La razón de fondo del problema parece radicar en la distorsión inicial del concepto de partido de gobierno que para el Apra supone estar estructuralmente en la planilla del Estado.
En el primer período presidencial de García no hubo una presencia aprista que hiciera gobierno en el mejor sentido de la palabra. Pasó entonces lo que con muchos otros partidos en el pasado. El llamado partido del pueblo se convirtió en un factor de elefantiásico crecimiento burocrático e inflacionario del Estado.

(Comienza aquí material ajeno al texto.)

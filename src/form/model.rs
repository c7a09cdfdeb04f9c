use rust_decimal::Decimal;

use super::values::{FieldKey, FieldValue, FormValues};

/// A typed form whose struct fields, in declaration order, are the form's fields.
///
/// Usually derived with `#[derive(FormModel)]`.
pub trait FormModel: Sized {
    fn field_names() -> &'static [&'static str];

    fn into_values(self) -> FormValues;

    /// Fails with the first field that is missing or holds another kind of value.
    fn from_values(values: &FormValues) -> Result<Self, FieldKey>;
}

pub trait FromFieldValue: Sized {
    fn from_field_value(value: &FieldValue) -> Option<Self>;
}

impl FromFieldValue for String {
    fn from_field_value(value: &FieldValue) -> Option<Self> {
        value.as_text().map(str::to_string)
    }
}

impl FromFieldValue for Decimal {
    fn from_field_value(value: &FieldValue) -> Option<Self> {
        value.as_number()
    }
}

impl FromFieldValue for bool {
    fn from_field_value(value: &FieldValue) -> Option<Self> {
        value.as_bool()
    }
}

impl FromFieldValue for Vec<String> {
    fn from_field_value(value: &FieldValue) -> Option<Self> {
        value.as_choices().map(<[String]>::to_vec)
    }
}

impl FromFieldValue for FieldValue {
    fn from_field_value(value: &FieldValue) -> Option<Self> {
        Some(value.clone())
    }
}

#[doc(hidden)]
pub fn read_field<T>(values: &FormValues, name: &'static str) -> Result<T, FieldKey>
where
    T: FromFieldValue,
{
    values
        .get(name)
        .and_then(T::from_field_value)
        .ok_or_else(|| FieldKey::from(name))
}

Con la ingrata experiencia de entonces García no solo ha corrido este primer tramo de su régimen con un cuidado escrupuloso en la administración de la economía, sino que ha tenido que reconocer, una vez más, que su partido, el Apra, no puede ser un partido de gobierno, porque sencillamente no se ha preparado para ello.

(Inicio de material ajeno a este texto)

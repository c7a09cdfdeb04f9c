//! Headless walk-through of a registration form: progress counting, blur and
//! submit validation, reinitialization, and scrolling to the first invalid field.
//!
//! Run with `RUST_LOG=calmform=trace cargo run --example signup`.

use std::sync::Arc;

use calmform::prelude::*;
use futures::executor::block_on;
use tracing_subscriber::EnvFilter;

const FIELDS: [&str; 10] = [
    "name", "email", "phone", "gender", "birthday", "address", "city", "region", "college",
    "password",
];

struct RegistrationSchema;

impl RegistrationSchema {
    fn check(field: &str, values: &FormValues) -> Result<(), String> {
        let text = values.text(field).unwrap_or_default().trim();
        let required = matches!(field, "name" | "email" | "birthday" | "address" | "password");
        if required && text.is_empty() {
            return Err(format!("{field} is a required field"));
        }
        match field {
            "email" if !text.contains('@') => Err("email must be a valid email".into()),
            "password" if text.chars().count() < 6 => {
                Err("password must be at least 6 characters".into())
            }
            _ => Ok(()),
        }
    }
}

impl SchemaValidator for RegistrationSchema {
    fn validate_sync(&self, values: &FormValues) -> Result<(), Vec<FieldError>> {
        let errors = values
            .keys()
            .filter_map(|key| {
                Self::check(key.as_str(), values)
                    .err()
                    .map(|message| FieldError::new(key, message))
            })
            .collect::<Vec<_>>();
        if errors.is_empty() { Ok(()) } else { Err(errors) }
    }

    fn validate_sync_at(&self, field: &FieldKey, values: &FormValues) -> Result<(), FieldError> {
        Self::check(field.as_str(), values).map_err(|message| FieldError::new(field, message))
    }

    fn is_field_required(&self, field: &FieldKey) -> bool {
        matches!(
            field.as_str(),
            "name" | "email" | "birthday" | "address" | "password"
        )
    }
}

/// Stacks every field vertically, 56pt apart, and prints scroll commands.
struct ColumnLayout;

impl ScrollContainer for ColumnLayout {
    fn measure(&self, element: ElementId) -> BoxedLayoutFuture<'_> {
        Box::pin(async move { Ok(LayoutRect::new(16.0, element.0 as f32 * 56.0, 343.0, 48.0)) })
    }

    fn scroll_to(&self, position: ScrollPosition, behavior: ScrollBehavior) {
        println!("scroll to ({}, {}) {behavior:?}", position.x, position.y);
    }
}

fn blank_values(name: &str) -> FormValues {
    FIELDS
        .iter()
        .map(|field| (*field, if *field == "name" { name } else { "" }))
        .collect()
}

fn print_progress(form: &FormController) -> FormResult<()> {
    let progress = form.progress()?;
    println!("progress {}/{}", progress.count, progress.total);
    Ok(())
}

fn main() -> Result<(), Box<dyn std::error::Error>> {
    tracing_subscriber::fmt()
        .with_env_filter(EnvFilter::from_default_env())
        .init();

    let form = FormController::new(
        blank_values("n"),
        ValidatorAdapter::from_schema(RegistrationSchema),
        FormOptions {
            enable_reinitialize: true,
            ..FormOptions::default()
        },
    );
    form.attach_scroll_container(Arc::new(ColumnLayout));
    for (index, handle) in form.registry().iter().enumerate() {
        handle.attach(ElementId(index as u64));
    }
    form.on_submit(|outcome| {
        println!(
            "submitted: valid={} first_error={:?}",
            outcome.is_valid, outcome.first_error_field
        );
    })?;

    form.reinitialize(blank_values("name"))?;
    print_progress(&form)?;

    let email = form.bind("email")?;
    email.change("someone");
    email.blur();
    println!("email error: {:?}", form.error("email")?);

    email.change("someone@example.com");
    email.blur();
    print_progress(&form)?;

    block_on(form.submit())?;
    for (field, message) in form.errors()?.iter() {
        println!("  {field}: {message}");
    }

    for (field, value) in [
        ("birthday", "1990-01-01"),
        ("address", "1 Main St"),
        ("password", "secret1"),
    ] {
        form.set_value(field, value)?;
        form.touch(field)?;
    }
    print_progress(&form)?;
    block_on(form.submit())?;
    Ok(())
}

Algo más: cuando hace poco García se quejaba de no ver ni sentir en el país una real y efectiva oposición no tardó en encontrarla en su propio partido. Bastó que el mandatario se inclinara por un candidato distinto para la presidencia del Congreso que no fuera Luis Negreiros Criado, para que este echara por tierra, con ayuda del humalismo, todo el proceso de reforma constitucional.
Ahora que García se alista a hacer ajustes en su Gabinete Ministerial, emerge una fuerte corriente aprista opuesta al nombramiento de Luis Valdivieso en reemplazo de Luis Carranza en el Ministerio de Economía y Finanzas. El motivo: que Valdivieso, un honesto y destacado profesional peruano, provenga de los altos mandos del Fondo Monetario Internacional.
Así las cosas, no deja de ser preocupante que el Apra no aprenda a ser un partido de gobierno, y lo que es peor: vaya a contracorriente de las metas y objetivos más sensatos y públicamente aceptables del Gobierno.
Se prevé inclusive la posibilidad de que por tercera vez consecutiva el Apra asuma la presidencia del Congreso, pero sin ninguna seguridad de que ello suponga, como hasta ahora, una garantía de gobernabilidad para el país desde el terreno legislativo.
Por lo visto el Apra tiene que replantear urgentemente su papel frente al Gobierno: pasa a ser parte de él sin desnaturalizarlo o se atrinchera en lo que más sabe hacer, en este caso en el juego del Apra contra el Apra.